日本の魔法を唱える方法
「―――とぉ、昨日はそんなことがありましたぁ」
明けて翌日、領主の館。
昼食の席には鋼とユニカに、ギルニャオとミルニャ。傍らにはナナンダとメイリアもおり、ユニカ的にはフルメンバーという気分だ。
格安で下宿している鋼とユニカだが、共に暮らす以上は家族にゃのですわ!というミルニャの言葉で毎日ミルニャと同じ食卓を囲んでいる。
仕事が忙しいお父さん、最近はわりと一人寂しいご飯が多い。娘の笑顔を守るため、健気な父猫である。うさぎだけど。
なお、ユニカはミルニャを家族と認めていない。多分鋼も認めていない。
認めていないはずだ、鋼の家族はユニカだけなのだ。ユニカだけなのだ。念のため自分に言い聞かせる。

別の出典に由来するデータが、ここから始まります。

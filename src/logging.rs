// src/logging.rs

//! Logging setup for `morphpoem` using `tracing` + `tracing-subscriber`.
//!
//! Priority for determining the log level:
//! 1. `--log-level` CLI flag (if provided)
//! 2. `MORPHPOEM_LOG` environment variable (e.g. "info", "debug")
//! 3. default to `info`
//!
//! Logs are sent to STDERR; STDOUT carries the `running ...` progress lines
//! and dry-run listings.

use anyhow::{anyhow, Result};
use tracing_subscriber::fmt;

use crate::cli::LogLevel;

/// Initialise the global logging subscriber.
///
/// Fails if a subscriber is already installed.
pub fn init_logging(cli_level: Option<LogLevel>) -> Result<()> {
    let level = match cli_level {
        Some(lvl) => level_from_log_level(lvl),
        None => std::env::var("MORPHPOEM_LOG")
            .ok()
            .and_then(|s| parse_level_str(&s))
            .unwrap_or(tracing::Level::INFO),
    };

    // Send logs to stderr; stdout is reserved for progress lines.
    fmt()
        .with_max_level(level)
        .with_target(true)
        .with_thread_ids(false)
        .with_thread_names(false)
        .with_writer(std::io::stderr)
        .try_init()
        .map_err(|e| anyhow!("installing tracing subscriber: {e}"))
}

fn level_from_log_level(lvl: LogLevel) -> tracing::Level {
    match lvl {
        LogLevel::Error => tracing::Level::ERROR,
        LogLevel::Warn => tracing::Level::WARN,
        LogLevel::Info => tracing::Level::INFO,
        LogLevel::Debug => tracing::Level::DEBUG,
        LogLevel::Trace => tracing::Level::TRACE,
    }
}

fn parse_level_str(s: &str) -> Option<tracing::Level> {
    match s.trim().to_lowercase().as_str() {
        "error" => Some(tracing::Level::ERROR),
        "warn" | "warning" => Some(tracing::Level::WARN),
        "info" => Some(tracing::Level::INFO),
        "debug" => Some(tracing::Level::DEBUG),
        "trace" => Some(tracing::Level::TRACE),
        _ => None,
    }
}

#[cfg(test)]
mod tests {
    use super::*;

    #[test]
    fn level_strings_are_lenient() {
        assert_eq!(parse_level_str(" Debug "), Some(tracing::Level::DEBUG));
        assert_eq!(parse_level_str("warning"), Some(tracing::Level::WARN));
        assert_eq!(parse_level_str("loud"), None);
    }
}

「メタルみゃジロを魔術で一撃とにゃ。その子供、にゃかにゃかやるではにゃいか」
「でもハガネさみゃを騙して取り分を奪おうにゃどと、許せることではありみゃせんわ!」
今日の昼食はフレーネ鳥のソテーとタテガミウサギの耳のフライ、それに生野菜である。
甘みと酸味を兼ねた鳥肉に、溢れる肉汁とぴりっと香辛料の効いたソースが混ざり合って口の中いっぱいに旨味が広がっていく。たまらない。耳フライも、こりこりとした食感にハーブのソースが相まって箸が止まらないおいしさである。付け合せの生野菜も歯ごたえ良くさっぱりとして食べやすい。

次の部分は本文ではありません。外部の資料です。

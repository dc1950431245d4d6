pub mod builders;
pub mod fake_runner;

use std::sync::Once;
use tracing_subscriber::{fmt, EnvFilter};

static INIT: Once = Once::new();

/// Initialise tracing for tests.
///
/// - Uses `with_test_writer()`, so logs are captured per-test.
/// - The Rust test harness only prints captured output for **failing** tests
///   (unless you run with `-- --nocapture`).
///
/// Enable levels with e.g.:
/// `RUST_LOG=debug cargo test`
pub fn init_tracing() {
    INIT.call_once(|| {
        let filter =
            EnvFilter::try_from_default_env().unwrap_or_else(|_| EnvFilter::new("info"));

        fmt()
            .with_env_filter(filter)
            .with_test_writer() // print only for failing tests unless --nocapture
            .with_target(true)
            .init();
    });
}

/// Run a future with a 5-second timeout.
///
/// Real-process tests use this so a stuck child fails the test instead of
/// hanging the suite.
pub async fn with_timeout<F, T>(f: F) -> T
where
    F: std::future::Future<Output = T>,
{
    tokio::time::timeout(std::time::Duration::from_secs(5), f)
        .await
        .expect("Test timed out after 5 seconds")
}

昨日獲ってきたウサギの肉については、血抜きや処理が不十分なため、すぐ食べるには適さないと判断された。だから今日食卓に上がったのは耳だけ、メインディッシュの肉は明日の夜の予定だ。
「あのぉ、メタルマジロはぁ、やっぱり剣では倒せないのでしょうかぁ?」
「そうだにゃぁ……ニャニャンダ」
「メタルマジロの甲殻そのものを剣で斬る、というのは相当な技量を要するためなかなか難しいでしょう。
一般的な対応方法としては、まずメタルマジロを捕獲し、甲羅に対し横から強い力を加えることで、少し身体を開かせます。そこに刃物を入れるなり魔術を流し込むなりして倒すというのが多いでしょう。

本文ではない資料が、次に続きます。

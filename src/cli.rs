// src/cli.rs

//! CLI argument parsing using `clap`.

use clap::{Parser, ValueEnum};

use crate::config::Preset;
use crate::types::RunnerKind;

/// Command-line arguments for `morphpoem`.
#[derive(Debug, Clone, Parser)]
#[command(
    name = "morphpoem",
    version,
    about = "Build a poem by morphing consecutive chunks of a phrase with an external program.",
    long_about = None
)]
pub struct CliArgs {
    /// Path to the config file (TOML).
    ///
    /// Default: `Morph.toml` in the current working directory.
    #[arg(long, value_name = "PATH", conflicts_with = "preset")]
    pub config: Option<String>,

    /// Use a built-in configuration instead of a config file.
    #[arg(long, value_enum, value_name = "NAME")]
    pub preset: Option<Preset>,

    /// Write the poem here instead of `[output].path`.
    #[arg(long, value_name = "PATH")]
    pub output: Option<String>,

    /// Override `[run].runner`.
    #[arg(long, value_enum, value_name = "KIND")]
    pub runner: Option<RunnerKind>,

    /// Logging level (error, warn, info, debug, trace).
    ///
    /// If omitted, `MORPHPOEM_LOG` or a default level will be used.
    #[arg(long, value_enum, value_name = "LEVEL")]
    pub log_level: Option<LogLevel>,

    /// Print every command that would run, but don't spawn anything.
    #[arg(long)]
    pub dry_run: bool,
}

/// Log level as exposed on the CLI.
#[derive(Debug, Copy, Clone, ValueEnum)]
pub enum LogLevel {
    Error,
    Warn,
    Info,
    Debug,
    Trace,
}

/// Convenience wrapper around `CliArgs::parse()`.
pub fn parse() -> CliArgs {
    CliArgs::parse()
}

#[cfg(test)]
mod tests {
    use super::*;

    #[test]
    fn preset_and_overrides_parse() {
        let args = CliArgs::try_parse_from([
            "morphpoem",
            "--preset",
            "poem-es-end",
            "--runner",
            "pipe",
            "--output",
            "out.txt",
            "--dry-run",
        ])
        .unwrap();

        assert_eq!(args.preset, Some(Preset::PoemEsEnd));
        assert_eq!(args.runner, Some(RunnerKind::Pipe));
        assert_eq!(args.output.as_deref(), Some("out.txt"));
        assert!(args.dry_run);
        assert!(args.config.is_none());
    }

    #[test]
    fn config_conflicts_with_preset() {
        let res = CliArgs::try_parse_from([
            "morphpoem",
            "--config",
            "Morph.toml",
            "--preset",
            "poem-two",
        ]);
        assert!(res.is_err());
    }
}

ただしメタルマジロは外敵の接近に敏感であり、また球体の割に―――いえ、球体ゆえと言うべきでしょうか。ともあれ、逃走速度が非常に高く、一度転がり出してしまえば人型生物で追いつくのはなかなか骨の折れる作業となるでしょう」
「なるほどぉ……
ではぁ、あの子の魔術はぁ、ひょっとしてぇ」
「はい。世界最強かどうかは置いておきますが、非常に威力が高いでしょう。一発の威力で言えば、おそらく最低でもA級かと。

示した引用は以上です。